Elective NOS – an active role in customizing your educational experience

In addition to elective months, residents get a number of days throughout residency (called “Elective NOS” days) where they can select the learning experiences that best fit their needs.

CA1s can pick any OR or non-MOR anesthetizing site where an attending is scheduled to work alone. They then get dedicated one-on-one teaching with that attending with the location and cases they picked!

CA2s and CA3s can pick from a number of other options including a day doing awake bronchoscopy in the internventional pulmonology clinic, a day performing root-cause analysis on an actual OR case, an administrations/operations day with our Associate Director of Perioperative Services, a day with the cardiopulmonary perfusionists, and more.

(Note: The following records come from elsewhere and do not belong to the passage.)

async fn pump<T: StreamItem>(
    destination: &dyn Destination,
    input: &mut mpsc::Receiver<T>,
    id: DestinationId,
    tracker: &ProgressTracker<ProgressEvent>,
) -> Result<ProgressEvent, DestinationError> {
    let mut stream = T::open_stream(destination).await?;
    while let Some(item) = input.recv().await {
        stream.write(item).await?;
        tracker.update(id, stream.progress()).await;
    }
    stream.finish().await?;

    let progress = stream.progress();
    tracker.update(id, progress).await;
    Ok(progress)
}

/// Wait for every per-destination task, publishing the aggregate of `tracker`
/// on each tick and once more after the last task ends.
async fn supervise<P>(
    mut drivers: JoinSet<()>,
    tracker: ProgressTracker<P>,
    interval: Duration,
    key: impl Fn(&P) -> u64 + Copy + Send,
    mut publish: impl FnMut(P) + Send,
) where
    P: Clone + Send + Sync + 'static,
{
    let mut ticker = tokio::time::interval(interval.max(Duration::from_millis(1)));
    ticker.set_missed_tick_behavior(MissedTickBehavior::Delay);
    // The first tick completes immediately.
    ticker.tick().await;

    loop {
        tokio::select! {
            joined = drivers.join_next() => match joined {
                Some(Ok(())) => {}
                Some(Err(e)) => warn!(error = %e, "Destination task aborted"),
                None => break,
            },
            _ = ticker.tick() => {
                if let Some(progress) = tracker.aggregate(key).await {
                    publish(progress);
                }
            }
        }
    }

    if let Some(progress) = tracker.final_aggregate(key).await {
        publish(progress);
    }
}
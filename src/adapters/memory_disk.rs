use async_trait::async_trait;
use std::collections::{BTreeMap, BTreeSet};
use std::sync::{Arc, Mutex, MutexGuard};

use crate::core::configure::{Disk, DiskError, PartitionFilesystem, PartitionInfo};

#[derive(Debug)]
struct MemoryPartition {
    info: PartitionInfo,
    files: BTreeMap<String, Vec<u8>>,
    unreadable: BTreeSet<String>,
}

#[derive(Debug, Default)]
struct DiskState {
    partitions: Vec<MemoryPartition>,
    /// Partition index of every session ever opened, in order.
    sessions: Vec<u32>,
    open_sessions: usize,
}

/// A disk whose partitions hold in-memory files.
///
/// Records every filesystem session so tests can assert which partitions were
/// touched and that sessions were closed.
#[derive(Debug, Clone, Default)]
pub struct MemoryDisk {
    state: Arc<Mutex<DiskState>>,
}

impl MemoryDisk {
    pub fn new() -> Self {
        Self::default()
    }

    pub fn with_partition(self, index: u32, partition_type: u8) -> Self {
        self.lock().partitions.push(MemoryPartition {
            info: PartitionInfo::new(index, partition_type),
            files: BTreeMap::new(),
            unreadable: BTreeSet::new(),
        });
        self
    }

    /// Add a file; the partition must already exist.
    pub fn with_file(self, index: u32, path: &str, contents: impl Into<Vec<u8>>) -> Self {
        if let Some(partition) = self.lock().partition_mut(index) {
            partition.files.insert(path.to_string(), contents.into());
        }
        self
    }

    /// Make reads of `path` fail with a filesystem error.
    pub fn with_unreadable(self, index: u32, path: &str) -> Self {
        if let Some(partition) = self.lock().partition_mut(index) {
            partition.unreadable.insert(path.to_string());
        }
        self
    }

    pub fn file(&self, index: u32, path: &str) -> Option<Vec<u8>> {
        self.lock()
            .partitions
            .iter()
            .find(|p| p.info.index == index)
            .and_then(|p| p.files.get(path).cloned())
    }

    pub fn sessions(&self) -> Vec<u32> {
        self.lock().sessions.clone()
    }

    pub fn open_sessions(&self) -> usize {
        self.lock().open_sessions
    }

    fn lock(&self) -> MutexGuard<'_, DiskState> {
        self.state.lock().unwrap_or_else(|e| e.into_inner())
    }
}

impl DiskState {
    fn partition_mut(&mut self, index: u32) -> Option<&mut MemoryPartition> {
        self.partitions.iter_mut().find(|p| p.info.index == index)
    }
}

#[async_trait]
impl Disk for MemoryDisk {
    async fn list_partitions(&self) -> Result<Vec<PartitionInfo>, DiskError> {
        Ok(self.lock().partitions.iter().map(|p| p.info).collect())
    }

    async fn open_filesystem(
        &self,
        index: u32,
    ) -> Result<Box<dyn PartitionFilesystem>, DiskError> {
        let mut state = self.lock();
        if state.partition_mut(index).is_none() {
            return Err(DiskError::PartitionNotFound(index));
        }
        state.sessions.push(index);
        state.open_sessions += 1;
        Ok(Box::new(MemoryFilesystem {
            disk: self.clone(),
            index,
        }))
    }
}

struct MemoryFilesystem {
    disk: MemoryDisk,
    index: u32,
}

impl MemoryFilesystem {
    fn with_partition<T>(
        &self,
        f: impl FnOnce(&mut MemoryPartition) -> Result<T, DiskError>,
    ) -> Result<T, DiskError> {
        let mut state = self.disk.lock();
        let partition = state
            .partition_mut(self.index)
            .ok_or(DiskError::PartitionNotFound(self.index))?;
        f(partition)
    }
}

#[async_trait]
impl PartitionFilesystem for MemoryFilesystem {
    async fn read_file(&mut self, path: &str) -> Result<Vec<u8>, DiskError> {
        let index = self.index;
        self.with_partition(|partition| {
            if partition.unreadable.contains(path) {
                return Err(DiskError::Filesystem {
                    partition: index,
                    message: format!("cannot read {path}"),
                });
            }
            partition
                .files
                .get(path)
                .cloned()
                .ok_or_else(|| DiskError::FileNotFound {
                    partition: index,
                    path: path.to_string(),
                })
        })
    }

    async fn write_file(&mut self, path: &str, contents: &[u8]) -> Result<(), DiskError> {
        self.with_partition(|partition| {
            partition.files.insert(path.to_string(), contents.to_vec());
            Ok(())
        })
    }

    async fn close(self: Box<Self>) -> Result<(), DiskError> {
        let mut state = self.disk.lock();
        state.open_sessions = state.open_sessions.saturating_sub(1);
        Ok(())
    }
}
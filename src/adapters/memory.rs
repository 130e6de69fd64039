use async_trait::async_trait;
use std::io;
use std::sync::{Arc, Mutex, MutexGuard};
use tokio::time::{Duration, sleep};

use crate::core::blockmap::BlockMap;
use crate::core::destination::{
    Chunk, Destination, DestinationError, ProgressEvent, ReadStream, SparseChunk,
    SparseReadStream, WriteStream,
};

/// Pieces handed out by sparse read streams.
const SPARSE_READ_CHUNK: usize = 64 * 1024;

#[derive(Debug, Default)]
struct MemoryState {
    data: Vec<u8>,
    open: bool,
    open_count: u32,
    fail_open: bool,
    fail_after: Option<u64>,
    chunk_delay: Option<Duration>,
    read_only: bool,
}

/// An in-memory destination for simulations and tests.
///
/// Behaviour can be scripted: a failing open, a write failure once a number
/// of bytes have been accepted, or a delay per chunk to model a slow card.
/// Clones share the same backing buffer.
#[derive(Debug, Clone)]
pub struct MemoryDestination {
    name: String,
    state: Arc<Mutex<MemoryState>>,
}

impl MemoryDestination {
    pub fn new(name: &str) -> Self {
        Self {
            name: name.to_string(),
            state: Arc::new(Mutex::new(MemoryState::default())),
        }
    }

    pub fn with_contents(name: &str, data: Vec<u8>) -> Self {
        let destination = Self::new(name);
        destination.lock().data = data;
        destination
    }

    /// Fail the write that would take the stream past `bytes`.
    pub fn fail_after(self, bytes: u64) -> Self {
        self.lock().fail_after = Some(bytes);
        self
    }

    /// Sleep before accepting each chunk.
    pub fn with_chunk_delay(self, delay: Duration) -> Self {
        self.lock().chunk_delay = Some(delay);
        self
    }

    pub fn failing_open(self) -> Self {
        self.lock().fail_open = true;
        self
    }

    /// Report no write capabilities.
    pub fn read_only(self) -> Self {
        self.lock().read_only = true;
        self
    }

    pub fn contents(&self) -> Vec<u8> {
        self.lock().data.clone()
    }

    /// Flip every bit of the byte at `offset`.
    pub fn corrupt(&self, offset: usize) {
        let mut state = self.lock();
        if let Some(byte) = state.data.get_mut(offset) {
            *byte ^= 0xFF;
        }
    }

    pub fn is_open(&self) -> bool {
        self.lock().open
    }

    /// How many times the destination has been opened.
    pub fn open_count(&self) -> u32 {
        self.lock().open_count
    }

    fn lock(&self) -> MutexGuard<'_, MemoryState> {
        lock(&self.state)
    }

    fn ensure_open(&self) -> Result<(), DestinationError> {
        if self.lock().open {
            Ok(())
        } else {
            Err(DestinationError::not_open(&self.name))
        }
    }

    fn writer(&self) -> MemoryWriter {
        let state = self.lock();
        MemoryWriter {
            state: self.state.clone(),
            fail_after: state.fail_after,
            chunk_delay: state.chunk_delay,
            bytes_transferred: 0,
            position: 0,
            finished: false,
        }
    }
}

fn lock(state: &Mutex<MemoryState>) -> MutexGuard<'_, MemoryState> {
    // A poisoned lock only means a test thread panicked mid-write.
    state.lock().unwrap_or_else(|e| e.into_inner())
}

fn write_at(data: &mut Vec<u8>, position: u64, bytes: &[u8]) {
    let start = position as usize;
    let end = start + bytes.len();
    if data.len() < end {
        data.resize(end, 0);
    }
    data[start..end].copy_from_slice(bytes);
}

#[async_trait]
impl Destination for MemoryDestination {
    fn name(&self) -> &str {
        &self.name
    }

    async fn can_read(&self) -> bool {
        true
    }

    async fn can_write(&self) -> bool {
        !self.lock().read_only
    }

    async fn can_create_read_stream(&self) -> bool {
        true
    }

    async fn can_create_sparse_read_stream(&self) -> bool {
        true
    }

    async fn can_create_write_stream(&self) -> bool {
        !self.lock().read_only
    }

    async fn can_create_sparse_write_stream(&self) -> bool {
        !self.lock().read_only
    }

    async fn open(&self) -> Result<(), DestinationError> {
        let mut state = self.lock();
        if state.fail_open {
            return Err(io::Error::other(format!("cannot open {}", self.name)).into());
        }
        if !state.open {
            state.open = true;
            state.open_count += 1;
        }
        Ok(())
    }

    async fn close(&self) -> Result<(), DestinationError> {
        self.lock().open = false;
        Ok(())
    }

    async fn read(&self, buffer: &mut [u8], position: u64) -> Result<usize, DestinationError> {
        self.ensure_open()?;
        let state = self.lock();
        let start = (position as usize).min(state.data.len());
        let n = buffer.len().min(state.data.len() - start);
        buffer[..n].copy_from_slice(&state.data[start..start + n]);
        Ok(n)
    }

    async fn write(&self, buffer: &[u8], position: u64) -> Result<usize, DestinationError> {
        self.ensure_open()?;
        let mut state = self.lock();
        if let Some(limit) = state.fail_after {
            if position + buffer.len() as u64 > limit {
                return Err(io::Error::other("injected write failure").into());
            }
        }
        write_at(&mut state.data, position, buffer);
        Ok(buffer.len())
    }

    async fn create_read_stream(
        &self,
        start: u64,
        end: Option<u64>,
    ) -> Result<ReadStream, DestinationError> {
        self.ensure_open()?;
        let state = self.lock();
        let len = state.data.len() as u64;
        let end = end.map_or(len, |e| e.min(len));
        let start = start.min(end);
        let snapshot = state.data[start as usize..end as usize].to_vec();
        Ok(Box::pin(io::Cursor::new(snapshot)))
    }

    async fn create_sparse_read_stream(
        &self,
        block_map: &BlockMap,
    ) -> Result<SparseReadStream, DestinationError> {
        self.ensure_open()?;
        let data = self.lock().data.clone();
        let chunks = block_map
            .pieces(SPARSE_READ_CHUNK)
            .into_iter()
            .map(move |(position, length)| {
                let start = (position as usize).min(data.len());
                let end = (start + length).min(data.len());
                Ok(SparseChunk::new(position, data[start..end].to_vec()))
            });
        Ok(Box::pin(futures::stream::iter(chunks)))
    }

    async fn create_write_stream(&self) -> Result<Box<dyn WriteStream<Chunk>>, DestinationError> {
        self.ensure_open()?;
        Ok(Box::new(self.writer()))
    }

    async fn create_sparse_write_stream(
        &self,
    ) -> Result<Box<dyn WriteStream<SparseChunk>>, DestinationError> {
        self.ensure_open()?;
        Ok(Box::new(self.writer()))
    }
}

struct MemoryWriter {
    state: Arc<Mutex<MemoryState>>,
    fail_after: Option<u64>,
    chunk_delay: Option<Duration>,
    bytes_transferred: u64,
    position: u64,
    finished: bool,
}

impl MemoryWriter {
    async fn put(&mut self, position: u64, bytes: &[u8]) -> Result<(), DestinationError> {
        if self.finished {
            return Err(DestinationError::StreamClosed);
        }
        if let Some(delay) = self.chunk_delay {
            sleep(delay).await;
        }
        if let Some(limit) = self.fail_after {
            if self.bytes_transferred + bytes.len() as u64 > limit {
                return Err(io::Error::other("injected write failure").into());
            }
        }

        {
            let mut state = lock(&self.state);
            if !state.open {
                return Err(io::Error::from(io::ErrorKind::NotConnected).into());
            }
            write_at(&mut state.data, position, bytes);
        }

        self.bytes_transferred += bytes.len() as u64;
        self.position = position + bytes.len() as u64;
        Ok(())
    }

    fn snapshot(&self) -> ProgressEvent {
        ProgressEvent {
            bytes_transferred: self.bytes_transferred,
            position: self.position,
            total_size: None,
        }
    }
}

#[async_trait]
impl WriteStream<Chunk> for MemoryWriter {
    async fn write(&mut self, item: Chunk) -> Result<(), DestinationError> {
        let position = self.position;
        self.put(position, &item).await
    }

    async fn finish(&mut self) -> Result<(), DestinationError> {
        self.finished = true;
        Ok(())
    }

    fn progress(&self) -> ProgressEvent {
        self.snapshot()
    }
}

#[async_trait]
impl WriteStream<SparseChunk> for MemoryWriter {
    async fn write(&mut self, item: SparseChunk) -> Result<(), DestinationError> {
        self.put(item.position, &item.data).await
    }

    async fn finish(&mut self) -> Result<(), DestinationError> {
        self.finished = true;
        Ok(())
    }

    fn progress(&self) -> ProgressEvent {
        self.snapshot()
    }
}

#[cfg(test)]
mod tests {
    use super::*;
    use futures::StreamExt;
    use tokio::io::AsyncReadExt;

    #[tokio::test]
    async fn test_operations_require_open() {
        let dest = MemoryDestination::new("card");
        let mut buffer = [0u8; 4];

        assert!(matches!(
            dest.read(&mut buffer, 0).await,
            Err(DestinationError::NotOpen { .. })
        ));
        assert!(dest.create_write_stream().await.is_err());

        dest.open().await.unwrap();
        assert!(dest.is_open());
        assert_eq!(dest.write(b"data", 2).await.unwrap(), 4);
        assert_eq!(dest.contents(), b"\0\0data");
    }

    #[tokio::test]
    async fn test_open_and_close_are_idempotent() {
        let dest = MemoryDestination::new("card");
        dest.open().await.unwrap();
        dest.open().await.unwrap();
        assert_eq!(dest.open_count(), 1);

        dest.close().await.unwrap();
        dest.close().await.unwrap();
        assert!(!dest.is_open());
    }

    #[tokio::test]
    async fn test_write_stream_tracks_progress() {
        let dest = MemoryDestination::new("card");
        dest.open().await.unwrap();

        let mut stream = dest.create_write_stream().await.unwrap();
        stream.write(Chunk::from(&b"hello "[..])).await.unwrap();
        stream.write(Chunk::from(&b"world"[..])).await.unwrap();
        stream.finish().await.unwrap();

        assert_eq!(stream.progress().position, 11);
        assert_eq!(stream.progress().bytes_transferred, 11);
        assert_eq!(dest.contents(), b"hello world");
    }

    #[tokio::test]
    async fn test_sparse_write_skips_gaps() {
        let dest = MemoryDestination::new("card");
        dest.open().await.unwrap();

        let mut stream = dest.create_sparse_write_stream().await.unwrap();
        stream.write(SparseChunk::new(0, b"ab".to_vec())).await.unwrap();
        stream.write(SparseChunk::new(6, b"cd".to_vec())).await.unwrap();

        let progress = stream.progress();
        assert_eq!(progress.bytes_transferred, 4);
        assert_eq!(progress.position, 8);
        assert_eq!(dest.contents(), b"ab\0\0\0\0cd");
    }

    #[tokio::test]
    async fn test_fail_after_injects_error() {
        let dest = MemoryDestination::new("card").fail_after(4);
        dest.open().await.unwrap();

        let mut stream = dest.create_write_stream().await.unwrap();
        stream.write(Chunk::from(&b"1234"[..])).await.unwrap();
        let err = stream.write(Chunk::from(&b"5"[..])).await.unwrap_err();
        assert!(err.to_string().contains("injected write failure"));
    }

    #[tokio::test]
    async fn test_read_streams() {
        let dest = MemoryDestination::with_contents("card", b"0123456789".to_vec());
        dest.open().await.unwrap();

        let mut out = String::new();
        dest.create_read_stream(2, Some(6))
            .await
            .unwrap()
            .read_to_string(&mut out)
            .await
            .unwrap();
        assert_eq!(out, "2345");

        let map = BlockMap::new(10, Default::default()).with_range(7, b"789");
        let chunks: Vec<_> = dest
            .create_sparse_read_stream(&map)
            .await
            .unwrap()
            .collect()
            .await;
        assert_eq!(chunks.len(), 1);
        assert_eq!(
            chunks[0].as_ref().unwrap(),
            &SparseChunk::new(7, b"789".to_vec())
        );
    }
}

“[Elective NOS] gives dedicated and extensive attending teaching time, direct observation of my technical skills and decision-making with immediate feedback.”
CA1 Resident

“I made the best of a day without many [awake] bronchs — [attending] gave me a talk on trachs and we spent time with the simulator. Very useful overlap with anesthesia and a valuable day for residents.
CA2 Resident

Learned about QA processes and how to perform RCA. Helpful to discuss steps of completing RCA and creation of fishbone diagrams. Also just helpful to be able to discuss RCA, just culture, peer support.”